Comet C/1861 G1 (Thatcher), although not a great comet, was discovered the same year as Comet C/1861 J1 (Great comet of 1861). I recently published an improved orbit of the Great comet (Branham 2014) to replace Kreutz’s orbit of 1880. There are certain similarities in the orbits of the two comets, and one might suspect that they may have a common origin. Dr. Galina Ryabova of the Tomsk State University, Russia, pointed this out to me (personal communication). Although the two comets do not satisfy Tisserand’s criterion, the criterion is not precise and one should not rule out the possibility of a common origin until such a hypothesis has been discarded. Weiss (1867) recognized that Comet Thatcher is the source of the Lyrid meteor shower. The orbit of the comet, however, has not been improved since the time of Oppolzer (1864), the orbit still given in the Marsden and Williams catalog (2003) and in the JPL Small-Body Database Browser (http://ssd.jpl.nasa.gov/sbdb). Good astrometric observations for this comet exist only for 1861 nor has any identification with a previous comet been made. Arter and Williams (1997) feel that this precludes checking and improving the published orbital elements, but such an assertion is not strictly true; the orbit can be improved. Orbit calculation has changed greatly since the days of Oppolzer.
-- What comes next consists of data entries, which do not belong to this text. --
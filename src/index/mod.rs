//! Prefix Index
//!
//! The facade that ties caches and the trie together. Each registered cache
//! gets a [`TrieSync`] listener that indexes its entries under their
//! searchable strings; prefix queries walk the trie and resolve every match
//! through its owning cache.
//!
//! # Example
//!
//! ```
//! use lanai_index::config::cache::CacheConfig;
//! use lanai_index::index::{KeyCase, PrefixIndex};
//!
//! let index: PrefixIndex<&str, u32, String> = PrefixIndex::new();
//! let config = CacheConfig {
//!     key_case: KeyCase::Insensitive,
//!     ..CacheConfig::default()
//! };
//! index.add_cache("islands", config, |_| None).unwrap();
//!
//! index.put(&"islands", 1, "Lanai".to_string()).unwrap();
//! index.put(&"islands", 2, "Lanikai".to_string()).unwrap();
//!
//! assert_eq!(index.get_by_prefix("LAN").unwrap().len(), 2);
//! assert_eq!(index.get_by_prefix("lana").unwrap(), vec!["Lanai".to_string()]);
//! ```
//!
//! # Locking
//!
//! The trie sits behind one `RwLock` shared with every adapter. Caches
//! notify their adapter while holding their own lock, so the lock order is
//! always cache first, trie second. Queries copy their matches out of the
//! trie and release it before touching any cache.

mod entry;
mod sync;

use dashmap::mapref::entry::Entry;
use dashmap::DashMap;
use parking_lot::RwLock;
use std::collections::HashSet;
use std::fmt;
use std::sync::Arc;
use tracing::debug;

pub use entry::{fold_case, EntryKey, EntryValue, IndexKey, KeyCase};
pub use sync::{SharedTrie, TrieSync};

use crate::config::cache::CacheConfig;
use crate::config::index::IndexConfig;
use crate::config::Validate;
use crate::data_structures::koa_cache::KoaCache;
use crate::data_structures::pali_trie::PaliTrie;
use crate::error::{LanaiError, LanaiResult};

/// A registered cache and the normalization its adapter applies.
struct Registration<K, V> {
    cache: Arc<KoaCache<K, V>>,
    key_case: KeyCase,
}

impl<K, V> Clone for Registration<K, V> {
    fn clone(&self) -> Self {
        Self {
            cache: Arc::clone(&self.cache),
            key_case: self.key_case,
        }
    }
}

/// Prefix-searchable index over any number of caches.
///
/// # Type Parameters
///
/// * `I` - Cache id type.
/// * `K` - Native key type shared by the registered caches.
/// * `V` - Cached value type, searchable through [`EntryValue`].
pub struct PrefixIndex<I, K, V> {
    trie: SharedTrie<I, K>,
    caches: DashMap<I, Registration<K, V>>,
}

impl<I, K, V> PrefixIndex<I, K, V>
where
    I: IndexKey,
    K: IndexKey,
    V: EntryValue + Clone + Send + Sync + 'static,
{
    /// Creates an empty index with the default minimum searchable length.
    pub fn new() -> Self {
        Self::with_trie(PaliTrie::new())
    }

    /// Creates an empty index that starts matching at `min_searchable_len`.
    pub fn with_min_searchable_len(min_searchable_len: usize) -> LanaiResult<Self> {
        Ok(Self::with_trie(PaliTrie::with_min_searchable_len(
            min_searchable_len,
        )?))
    }

    /// Creates an empty index from validated configuration.
    pub fn from_config(config: &IndexConfig) -> LanaiResult<Self> {
        config.validate()?;
        Self::with_min_searchable_len(config.min_searchable_key_length)
    }

    fn with_trie(trie: PaliTrie<EntryKey<I, K>>) -> Self {
        Self {
            trie: Arc::new(RwLock::new(trie)),
            caches: DashMap::new(),
        }
    }

    /// Registers a new cache under `cache_id`.
    ///
    /// # Arguments
    ///
    /// * `cache_id` - Unique id of the cache.
    /// * `config` - Size, expiry and key normalization of the cache.
    /// * `loader` - Produces values for keys that are not cached.
    ///
    /// # Returns
    ///
    /// * `Ok(())` - The cache is registered and indexed from now on.
    /// * `Err(LanaiError::Validation)` - If `cache_id` is blank.
    /// * `Err(LanaiError::Config)` - If `config` is invalid.
    /// * `Err(LanaiError::Duplicate)` - If `cache_id` is already registered.
    pub fn add_cache<F>(&self, cache_id: I, config: CacheConfig, loader: F) -> LanaiResult<()>
    where
        F: Fn(&K) -> Option<V> + Send + Sync + 'static,
    {
        if cache_id.is_blank() {
            return Err(LanaiError::blank("cache id"));
        }
        config.validate()?;

        match self.caches.entry(cache_id.clone()) {
            Entry::Occupied(_) => Err(LanaiError::Duplicate(format!(
                "The cache with id {cache_id:?} already exists"
            ))),
            Entry::Vacant(vacant) => {
                let listener = TrieSync::new(cache_id.clone(), config.key_case, self.trie.clone());
                let cache = KoaCache::new(&config, loader).with_listener(Arc::new(listener));

                debug!(
                    ?cache_id,
                    key_case = ?config.key_case,
                    max_entries = ?config.max_entries,
                    time_to_live_ms = ?config.time_to_live_ms,
                    delimiter = ?config.delimiter,
                    "Cache registered"
                );

                vacant.insert(Registration {
                    cache: Arc::new(cache),
                    key_case: config.key_case,
                });
                Ok(())
            }
        }
    }

    /// Stores `value` under `key` in the cache `cache_id`.
    ///
    /// The entry is searchable as soon as this returns.
    pub fn put(&self, cache_id: &I, key: K, value: V) -> LanaiResult<()> {
        if cache_id.is_blank() {
            return Err(LanaiError::blank("cache id"));
        }
        if key.is_blank() {
            return Err(LanaiError::blank("key"));
        }

        self.registration(cache_id)?.cache.put(key, value);
        Ok(())
    }

    /// Looks `key` up in the cache `cache_id`, loading it on a miss.
    pub fn get(&self, cache_id: &I, key: &K) -> LanaiResult<Option<V>> {
        Ok(self.registration(cache_id)?.cache.get(key))
    }

    /// Removes `key` from the cache `cache_id` and from the index.
    pub fn invalidate(&self, cache_id: &I, key: &K) -> LanaiResult<Option<V>> {
        Ok(self.registration(cache_id)?.cache.remove(key))
    }

    /// Returns the currently cached values whose searchable string starts
    /// with `prefix`.
    ///
    /// Every match is resolved through its cache at call time, so a value
    /// that was reloaded since it was indexed is returned in its reloaded
    /// form. Matches whose cache yields nothing are skipped. The order of
    /// the result is unspecified.
    pub fn get_by_prefix(&self, prefix: &str) -> LanaiResult<Vec<V>> {
        let keys = self.search_keys(prefix)?;

        let values = keys
            .into_iter()
            .filter_map(|entry_key| {
                let registration = self.caches.get(entry_key.cache_id())?.clone();
                registration.cache.get(entry_key.key())
            })
            .collect();

        Ok(values)
    }

    /// Returns the composite keys indexed under `prefix`.
    ///
    /// Case-insensitive caches also match a prefix that differs only in case,
    /// folded the same way their strings were folded when indexed.
    pub fn search_keys(&self, prefix: &str) -> LanaiResult<HashSet<EntryKey<I, K>>> {
        if prefix.is_empty() {
            return Err(LanaiError::blank("prefix"));
        }

        let lowered = fold_case(prefix);
        let trie = self.trie.read();
        let mut keys = trie.search(prefix)?;
        if lowered != prefix {
            let folded = trie.search(&lowered)?;
            drop(trie);
            keys.extend(folded.into_iter().filter(|entry_key| {
                self.caches
                    .get(entry_key.cache_id())
                    .map_or(false, |registration| {
                        registration.key_case == KeyCase::Insensitive
                    })
            }));
        }

        Ok(keys)
    }

    /// Expires stale entries in every cache, unindexing them.
    ///
    /// # Returns
    ///
    /// The number of entries removed.
    pub fn cleanup_expired(&self) -> usize {
        let registrations: Vec<Registration<K, V>> = self
            .caches
            .iter()
            .map(|registration| registration.value().clone())
            .collect();

        let removed = registrations
            .iter()
            .map(|registration| registration.cache.cleanup_expired())
            .sum();

        debug!(removed, "Expired entries cleaned up");
        removed
    }

    /// Number of live composite keys across all caches.
    pub fn size(&self) -> usize {
        self.trie.read().len()
    }

    /// Number of live trie nodes.
    pub fn node_count(&self) -> usize {
        self.trie.read().node_count()
    }

    /// Shortest prefix that returns matches.
    pub fn min_searchable_len(&self) -> usize {
        self.trie.read().min_searchable_len()
    }

    /// Ids of all registered caches, in no particular order.
    pub fn cache_ids(&self) -> Vec<I> {
        self.caches.iter().map(|entry| entry.key().clone()).collect()
    }

    /// Number of entries held by the cache `cache_id`.
    pub fn cache_len(&self, cache_id: &I) -> LanaiResult<usize> {
        Ok(self.registration(cache_id)?.cache.len())
    }

    fn registration(&self, cache_id: &I) -> LanaiResult<Registration<K, V>> {
        self.caches
            .get(cache_id)
            .map(|registration| registration.clone())
            .ok_or_else(|| {
                LanaiError::NotFound(format!("No cache registered with id {cache_id:?}"))
            })
    }
}

impl<I, K, V> Default for PrefixIndex<I, K, V>
where
    I: IndexKey,
    K: IndexKey,
    V: EntryValue + Clone + Send + Sync + 'static,
{
    fn default() -> Self {
        Self::new()
    }
}

impl<I, K, V> fmt::Debug for PrefixIndex<I, K, V>
where
    I: IndexKey,
    K: IndexKey,
{
    fn fmt(&self, f: &mut fmt::Formatter<'_>) -> fmt::Result {
        let trie = self.trie.read();
        f.debug_struct("PrefixIndex")
            .field("caches", &self.caches.len())
            .field("size", &trie.len())
            .field("node_count", &trie.node_count())
            .finish()
    }
}
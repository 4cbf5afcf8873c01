//! Test modules for the Lanai index.
//!
//! This module contains the tests that cut across components:
//! - Property-based tests for the trie using proptest
//! - Facade tests covering registration, validation, expiry and eviction
//! - Listener contract tests with mockall
//! - Configuration loading tests
//! - Shared fixtures and strategies

pub mod error_tests;

// Re-export commonly used testing tools to simplify imports in test modules
pub use test_utils::{record_index, word_strategy, Record};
The orbit for Comet Thatcher should be based on what modern computing technology and statistical analysis offer, not on what was in use during the American CivilWar or, for those of us living on South America, the War of the Triple Alliance.

Modern orbits make no use of normal places, a computational expedient previously necessary but which degrades, if only slightly, the solution. Modern orbits also efficiently implement techniques such as robust estimation for processing the observations, and allow one to include all perturbing planets, not just the main contributors. Because most 19th century observations are differential, measuring with a micrometer the comet’s position with respect to a reference star, one can re-reduce the observation taking the reference star from a modern catalog. One thus obtains a more precise observation than that published by the observer.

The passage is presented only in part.